Directions: Repeat the whole listing exactly.

= Beginning of Section =

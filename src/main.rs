//! # Atrium - A Desktop UI Shell Core
//!
//! Hierarchical page routing with history, and a token-based theme engine
//! with animated switches and hot reload.
//!
//! ## Quick Start
//!
//! ```bash
//! # Run the shell
//! cargo run
//!
//! # Start with a specific theme and debug logging
//! cargo run -- --theme Light -vv
//!
//! # Use a local config and theme directory
//! cargo run -- --config ./atrium.toml --themes-dir ./themes
//! ```

mod pages;
mod shell;

use anyhow::Context;
use clap::Parser;
use std::path::PathBuf;
use tracing_subscriber::{EnvFilter, layer::SubscriberExt, util::SubscriberInitExt};

use atrium_core::Config;

use crate::shell::Shell;

/// Atrium - desktop UI shell core
#[derive(Parser, Debug)]
#[command(name = "atrium")]
#[command(author, version, about, long_about = None)]
struct Args {
    /// Config file (defaults to the platform config directory)
    #[arg(short, long, value_name = "FILE")]
    config: Option<PathBuf>,

    /// Directory holding theme JSON files
    #[arg(long, value_name = "DIR")]
    themes_dir: Option<PathBuf>,

    /// Theme to apply at startup
    #[arg(short, long, value_name = "NAME")]
    theme: Option<String>,

    /// Verbose logging
    #[arg(short, long, action = clap::ArgAction::Count)]
    verbose: u8,
}

impl Args {
    /// Loads the config and applies command line overrides.
    fn config(&self) -> anyhow::Result<Config> {
        let mut config = match &self.config {
            Some(path) => Config::load_from(path)
                .with_context(|| format!("Failed to load config {}", path.display()))?,
            None => Config::load(),
        };
        if let Some(dir) = &self.themes_dir {
            config.theme.themes_dir = dir.clone();
        }
        Ok(config)
    }
}

#[tokio::main]
async fn main() -> anyhow::Result<()> {
    // Parse command line arguments
    let args = Args::parse();

    // Initialize logging; RUST_LOG wins over -v
    let log_level = match args.verbose {
        0 => "warn",
        1 => "info",
        2 => "debug",
        _ => "trace",
    };
    let filter = EnvFilter::try_from_default_env().unwrap_or_else(|_| EnvFilter::new(log_level));

    tracing_subscriber::registry()
        .with(
            tracing_subscriber::fmt::layer()
                .with_target(false)
                .with_level(true),
        )
        .with(filter)
        .init();

    tracing::info!("Starting Atrium v{}", env!("CARGO_PKG_VERSION"));

    let config = args.config()?;
    let mut shell = Shell::new(config)?;
    shell.start(args.theme.as_deref());
    shell.run().await
}
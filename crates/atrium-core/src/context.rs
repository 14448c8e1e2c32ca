//! The shell context.
//!
//! Built once at startup and passed by reference to every component that
//! needs shared services. There are no process-wide singletons.

use crate::config::Config;
use crate::event::{EventBus, ShellEvent};
use crate::queue::QueueSender;
use crate::settings::SharedSettings;
use crate::task::TaskRunner;

/// Shared services for the router, the theme service and pages.
pub struct ShellContext {
    /// Effective configuration
    pub config: Config,

    /// Event bus for shell notifications
    pub events: EventBus<ShellEvent>,

    /// Sender into the UI loop queue
    pub queue: QueueSender,

    /// Persisted settings
    pub settings: SharedSettings,

    /// Background task runner, when a runtime is available
    pub tasks: Option<TaskRunner>,
}

impl ShellContext {
    /// Creates a context without a task runner.
    pub fn new(config: Config, queue: QueueSender, settings: SharedSettings) -> Self {
        Self {
            config,
            events: EventBus::new(),
            queue,
            settings,
            tasks: None,
        }
    }

    /// Attaches a task runner.
    pub fn with_task_runner(mut self, runner: TaskRunner) -> Self {
        self.tasks = Some(runner);
        self
    }
}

= End of Section =

Task output:
filename src/main.rs
//! # Atrium - A Desktop UI Shell Core
//!
//! Hierarchical page routing with history, and a token-based theme engine
//! with animated switches and hot reload.
//!
//! ## Quick Start
//!
//! ```bash
//! # Run the shell
//! cargo run
//!
//! # Start with a specific theme and debug logging
//! cargo run -- --theme Light -vv
//!
//! # Use a local config and theme directory
//! cargo run -- --config ./atrium.toml --themes-dir ./themes
//! ```

mod pages;
mod shell;

use anyhow::Context;
use clap::Parser;
use std::path::PathBuf;
use tracing_subscriber::{EnvFilter, layer::SubscriberExt, util::SubscriberInitExt};

use atrium_core::Config;

use crate::shell::Shell;

/// Atrium - desktop UI shell core
#[derive(Parser, Debug)]
#[command(name = "atrium")]
#[command(author, version, about, long_about = None)]
struct Args {
    /// Config file (defaults to the platform config directory)
    #[arg(short, long, value_name = "FILE")]
    config: Option<PathBuf>,

    /// Directory holding theme JSON files
    #[arg(long, value_name = "DIR")]
    themes_dir: Option<PathBuf>,

    /// Theme to apply at startup
    #[arg(short, long, value_name = "NAME")]
    theme: Option<String>,

    /// Verbose logging
    #[arg(short, long, action = clap::ArgAction::Count)]
    verbose: u8,
}

impl Args {
    /// Loads the config and applies command line overrides.
    fn config(&self) -> anyhow::Result<Config> {
        let mut config = match &self.config {
            Some(path) => Config::load_from(path)
                .with_context(|| format!("Failed to load config {}", path.display()))?,
            None => Config::load(),
        };
        if let Some(dir) = &self.themes_dir {
            config.theme.themes_dir = dir.clone();
        }
        Ok(config)
    }
}

#[tokio::main]
async fn main() -> anyhow::Result<()> {
    // Parse command line arguments
    let args = Args::parse();

    // Initialize logging; RUST_LOG wins over -v
    let log_level = match args.verbose {
        0 => "warn",
        1 => "info",
        2 => "debug",
        _ => "trace",
    };
    let filter = EnvFilter::try_from_default_env().unwrap_or_else(|_| EnvFilter::new(log_level));

    tracing_subscriber::registry()
        .with(
            tracing_subscriber::fmt::layer()
                .with_target(false)
                .with_level(true),
        )
        .with(filter)
        .init();

    tracing::info!("Starting Atrium v{}", env!("CARGO_PKG_VERSION"));

    let config = args.config()?;
    let mut shell = Shell::new(config)?;
    shell.start(args.theme.as_deref());
    shell.run().await
}
filename crates/atrium-core/src/context.rs
repository 14448c8e1e2c32ca
//! The shell context.
//!
//! Built once at startup and passed by reference to every component that
//! needs shared services. There are no process-wide singletons.

use crate::config::Config;
use crate::event::{EventBus, ShellEvent};
use crate::queue::QueueSender;
use crate::settings::SharedSettings;
use crate::task::TaskRunner;

/// Shared services for the router, the theme service and pages.
pub struct ShellContext {
    /// Effective configuration
    pub config: Config,

    /// Event bus for shell notifications
    pub events: EventBus<ShellEvent>,

    /// Sender into the UI loop queue
    pub queue: QueueSender,

    /// Persisted settings
    pub settings: SharedSettings,

    /// Background task runner, when a runtime is available
    pub tasks: Option<TaskRunner>,
}

impl ShellContext {
    /// Creates a context without a task runner.
    pub fn new(config: Config, queue: QueueSender, settings: SharedSettings) -> Self {
        Self {
            config,
            events: EventBus::new(),
            queue,
            settings,
            tasks: None,
        }
    }

    /// Attaches a task runner.
    pub fn with_task_runner(mut self, runner: TaskRunner) -> Self {
        self.tasks = Some(runner);
        self
    }
}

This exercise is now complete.